Would you please copy every line below that includes the string "cancelling"?

(Beginning of Records for the task)

use super::config::MAX_RECOMMENDATIONS;
use super::eligibility::EligibilityFailure;
use super::factors;
use super::result::CategoryScore;
use crate::listing::{ListingData, MarketSnapshot};
use chrono::{DateTime, Utc};

/// Recommendation urgency. Critical items block visibility outright;
/// medium items are polish.
#[derive(Debug, Clone, Copy, PartialEq, Eq, PartialOrd, Ord)]
pub enum Tier {
    Critical,
    High,
    Medium,
}

/// Everything a rule may look at. Rules are pure functions of this.
pub struct RuleContext<'a> {
    pub listing: &'a ListingData,
    pub scores: &'a [CategoryScore],
    pub market: Option<&'a MarketSnapshot>,
    pub failures: &'a [EligibilityFailure],
    pub now: DateTime<Utc>,
}

struct Finding {
    message: String,
    /// How many points the issue is worth; larger sorts earlier
    /// within a tier.
    deficit: u32,
}

struct Rule {
    tier: Tier,
    check: fn(&RuleContext) -> Option<Finding>,
}

// The full advice catalog. Table order is the final tie-breaker, so
// rules are listed most-impactful first within each tier.
static RULES: &[Rule] = &[
    Rule { tier: Tier::Critical, check: no_photos },
    Rule { tier: Tier::Critical, check: no_reviews },
    Rule { tier: Tier::Critical, check: low_rating },
    Rule { tier: Tier::Critical, check: high_cancellation },
    Rule { tier: Tier::Critical, check: low_response_rate },
    Rule { tier: Tier::High, check: modest_rating },
    Rule { tier: Tier::High, check: weak_sub_rating },
    Rule { tier: Tier::High, check: few_reviews },
    Rule { tier: Tier::High, check: instant_book_off },
    Rule { tier: Tier::High, check: slow_response },
    Rule { tier: Tier::High, check: missing_essentials },
    Rule { tier: Tier::High, check: moderate_cancellation },
    Rule { tier: Tier::High, check: stale_reviews },
    Rule { tier: Tier::Medium, check: title_out_of_band },
    Rule { tier: Tier::Medium, check: too_many_emoji },
    Rule { tier: Tier::Medium, check: shouting_title },
    Rule { tier: Tier::Medium, check: description_short },
    Rule { tier: Tier::Medium, check: description_long },
    Rule { tier: Tier::Medium, check: missing_topics },
    Rule { tier: Tier::Medium, check: overpriced },
    Rule { tier: Tier::Medium, check: underpriced },
    Rule { tier: Tier::Medium, check: no_market_data },
    Rule { tier: Tier::Medium, check: low_availability },
    Rule { tier: Tier::Medium, check: few_amenities },
];

/// Run every rule and return the top recommendations, ordered by tier,
/// then by points at stake, then by catalog order. Capped so the report
/// stays actionable.
pub fn generate(ctx: &RuleContext) -> Vec<String> {
    generate_with_tiers(ctx)
        .into_iter()
        .map(|(_, message)| message)
        .collect()
}

pub fn generate_with_tiers(ctx: &RuleContext) -> Vec<(Tier, String)> {
    let mut findings: Vec<(Tier, u32, usize, String)> = RULES
        .iter()
        .enumerate()
        .filter_map(|(index, rule)| {
            (rule.check)(ctx).map(|f| (rule.tier, f.deficit, index, f.message))
        })
        .collect();
    findings.sort_by(|a, b| {
        a.0.cmp(&b.0)
            .then(b.1.cmp(&a.1))
            .then(a.2.cmp(&b.2))
    });
    findings
        .into_iter()
        .take(MAX_RECOMMENDATIONS)
        .map(|(tier, _, _, message)| (tier, message))
        .collect()
}

fn no_photos(ctx: &RuleContext) -> Option<Finding> {
    (ctx.listing.photo_count == 0).then(|| Finding {
        message: "Add photos: a listing with none is severely penalized in search".to_string(),
        deficit: 100,
    })
}

fn no_reviews(ctx: &RuleContext) -> Option<Finding> {
    (ctx.listing.review_count == 0).then(|| Finding {
        message:
            "No reviews yet, which severely limits trust; encourage early guests to leave one"
                .to_string(),
        deficit: 100,
    })
}

fn low_rating(ctx: &RuleContext) -> Option<Finding> {
    let rating = ctx.listing.rating;
    (rating > 0.0 && rating < 4.5).then(|| Finding {
        message: format!(
            "Overall rating {:.2} severely limits visibility; address the recurring complaints in recent reviews",
            rating
        ),
        deficit: ((4.8 - rating) * 100.0).round() as u32,
    })
}

fn high_cancellation(ctx: &RuleContext) -> Option<Finding> {
    let rate = ctx.listing.cancellation_rate;
    (rate >= 0.03).then(|| Finding {
        message: format!(
            "Cancellation rate {:.1}% severely hurts ranking and rules out Guest Favorites; stop cancelling confirmed stays",
            rate * 100.0
        ),
        deficit: 100,
    })
}

fn low_response_rate(ctx: &RuleContext) -> Option<Finding> {
    let rate = ctx.listing.response_rate;
    (rate < 70.0).then(|| Finding {
        message: format!(
            "Response rate {:.0}% severely impacts ranking; reply to every inquiry, even to decline",
            rate
        ),
        deficit: 100 - factors::score_response(ctx.listing),
    })
}

fn modest_rating(ctx: &RuleContext) -> Option<Finding> {
    let rating = ctx.listing.rating;
    (rating >= 4.5 && rating < 4.8).then(|| Finding {
        message: format!(
            "Push the overall rating ({:.2}) toward 4.8+; small service touches move it fastest",
            rating
        ),
        deficit: ((4.8 - rating) * 100.0).round() as u32,
    })
}

fn weak_sub_rating(ctx: &RuleContext) -> Option<Finding> {
    ctx.failures
        .iter()
        .filter_map(|f| match f {
            EligibilityFailure::SubRatingBelowBar { name, rating, bar } if *rating > 0.0 => {
                Some((*name, *rating, *bar))
            }
            _ => None,
        })
        .min_by(|a, b| a.1.total_cmp(&b.1))
        .map(|(name, rating, bar)| Finding {
            message: format!(
                "Improve the {} sub-rating ({:.2}); it drags the reviews factor and blocks Guest Favorites",
                name, rating
            ),
            deficit: ((bar - rating) * 100.0).round() as u32,
        })
}

fn few_reviews(ctx: &RuleContext) -> Option<Finding> {
    let count = ctx.listing.review_count;
    (count >= 1 && count < 5).then(|| Finding {
        message: format!(
            "Only {} review{} so far; prompt recent guests to build volume",
            count,
            if count == 1 { "" } else { "s" }
        ),
        deficit: (5 - count) * 20,
    })
}

fn instant_book_off(ctx: &RuleContext) -> Option<Finding> {
    (!ctx.listing.instant_book).then(|| Finding {
        message: "Enable Instant Book; it counts as a full ranking factor and many guests filter by it"
            .to_string(),
        deficit: 70,
    })
}

fn slow_response(ctx: &RuleContext) -> Option<Finding> {
    if ctx.listing.response_rate < 70.0 {
        return None;
    }
    let score = factors::score_response(ctx.listing);
    (score < 100).then(|| Finding {
        message: "Respond faster: replies within an hour earn full response credit".to_string(),
        deficit: 100 - score,
    })
}

fn missing_essentials(ctx: &RuleContext) -> Option<Finding> {
    let missing = factors::missing_essentials(ctx.listing);
    if missing.is_empty() {
        return None;
    }
    let named: Vec<&str> = missing.iter().take(3).copied().collect();
    Some(Finding {
        message: format!(
            "Add missing essential amenities ({} of {}): start with {}",
            missing.len(),
            factors::ESSENTIAL_AMENITIES.len(),
            named.join(", ")
        ),
        deficit: missing.len() as u32 * 6,
    })
}

fn moderate_cancellation(ctx: &RuleContext) -> Option<Finding> {
    let rate = ctx.listing.cancellation_rate;
    (rate >= 0.01 && rate < 0.03).then(|| Finding {
        message: format!(
            "Cancellation rate {:.1}% costs ranking points and Guest Favorites eligibility; avoid cancelling confirmed stays",
            rate * 100.0
        ),
        deficit: 40,
    })
}

fn stale_reviews(ctx: &RuleContext) -> Option<Finding> {
    if ctx.listing.review_count == 0 {
        return None;
    }
    let stale = match ctx.listing.review_age(ctx.now).map(|a| a.num_days()) {
        Some(days) => days > 365,
        None => true,
    };
    stale.then(|| Finding {
        message: "Most recent review is over a year old; fresh stays restore the recency credit"
            .to_string(),
        deficit: 30,
    })
}

fn title_out_of_band(ctx: &RuleContext) -> Option<Finding> {
    let chars = ctx.listing.title_chars();
    if (30..=60).contains(&chars) {
        return None;
    }
    let (direction, dist) = if chars < 30 {
        ("lengthen", 30 - chars)
    } else {
        ("shorten", chars - 60)
    };
    Some(Finding {
        message: format!(
            "Title is {} characters; {} it toward the 30-60 range",
            chars, direction
        ),
        deficit: (2 * dist).min(60) as u32,
    })
}

fn too_many_emoji(ctx: &RuleContext) -> Option<Finding> {
    let count = factors::emoji_count(&ctx.listing.title);
    (count > 2).then(|| Finding {
        message: format!("Title has {} emoji; two at most reads well", count),
        deficit: 10,
    })
}

fn shouting_title(ctx: &RuleContext) -> Option<Finding> {
    (factors::longest_caps_run(&ctx.listing.title) > 10).then(|| Finding {
        message: "Avoid long all-caps runs in the title".to_string(),
        deficit: 15,
    })
}

fn description_short(ctx: &RuleContext) -> Option<Finding> {
    let chars = ctx.listing.description_chars();
    (chars < 500).then(|| Finding {
        message: format!(
            "Description is {} characters; expand it toward 500+ with concrete details",
            chars
        ),
        deficit: ((500 - chars) / 25) as u32,
    })
}

fn description_long(ctx: &RuleContext) -> Option<Finding> {
    let chars = ctx.listing.description_chars();
    (chars > 1500).then(|| Finding {
        message: format!(
            "Description is {} characters; tighten it, guests stop reading past 1500",
            chars
        ),
        deficit: ((chars - 1500) / 25) as u32,
    })
}

fn missing_topics(ctx: &RuleContext) -> Option<Finding> {
    let missing = factors::missing_topic_groups(&ctx.listing.description);
    if missing.is_empty() {
        return None;
    }
    Some(Finding {
        message: format!("Cover {} in the description", missing.join(", ")),
        deficit: missing.len() as u32 * 10,
    })
}

fn overpriced(ctx: &RuleContext) -> Option<Finding> {
    let ratio = factors::price_ratio(ctx.listing, ctx.market)?;
    (ratio > 1.10).then(|| Finding {
        message: format!(
            "Priced {:.0}% above the market average; consider moving toward parity",
            (ratio - 1.0) * 100.0
        ),
        deficit: ((ratio - 1.0) * 100.0).round() as u32,
    })
}

fn underpriced(ctx: &RuleContext) -> Option<Finding> {
    let ratio = factors::price_ratio(ctx.listing, ctx.market)?;
    (ratio < 0.75).then(|| Finding {
        message: format!(
            "Priced {:.0}% below the market average; there is room to raise the rate",
            (1.0 - ratio) * 100.0
        ),
        deficit: ((0.75 - ratio) * 100.0).round() as u32,
    })
}

fn no_market_data(ctx: &RuleContext) -> Option<Finding> {
    factors::price_ratio(ctx.listing, ctx.market)
        .is_none()
        .then(|| Finding {
            message: "No market data supplied; pricing was scored neutral".to_string(),
            deficit: 5,
        })
}

fn low_availability(ctx: &RuleContext) -> Option<Finding> {
    let ratio = ctx.listing.open_nights_ratio;
    (ratio < 0.5).then(|| Finding {
        message: format!(
            "Only {:.0}% of upcoming nights are open; opening more of the calendar lifts ranking",
            ratio * 100.0
        ),
        deficit: ((0.5 - ratio) * 100.0).round() as u32,
    })
}

fn few_amenities(ctx: &RuleContext) -> Option<Finding> {
    let count = ctx.listing.amenities.len();
    (count < 12).then(|| Finding {
        message: format!(
            "Only {} amenities listed; audit the property, hosts routinely under-report",
            count
        ),
        deficit: (12 - count) as u32 * 5,
    })
}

(End of Records for the task)

▶ _Exercise result_:
            "Cancellation rate {:.1}% severely hurts ranking and rules out Guest Favorites; stop cancelling confirmed stays",
            "Cancellation rate {:.1}% costs ranking points and Guest Favorites eligibility; avoid cancelling confirmed stays",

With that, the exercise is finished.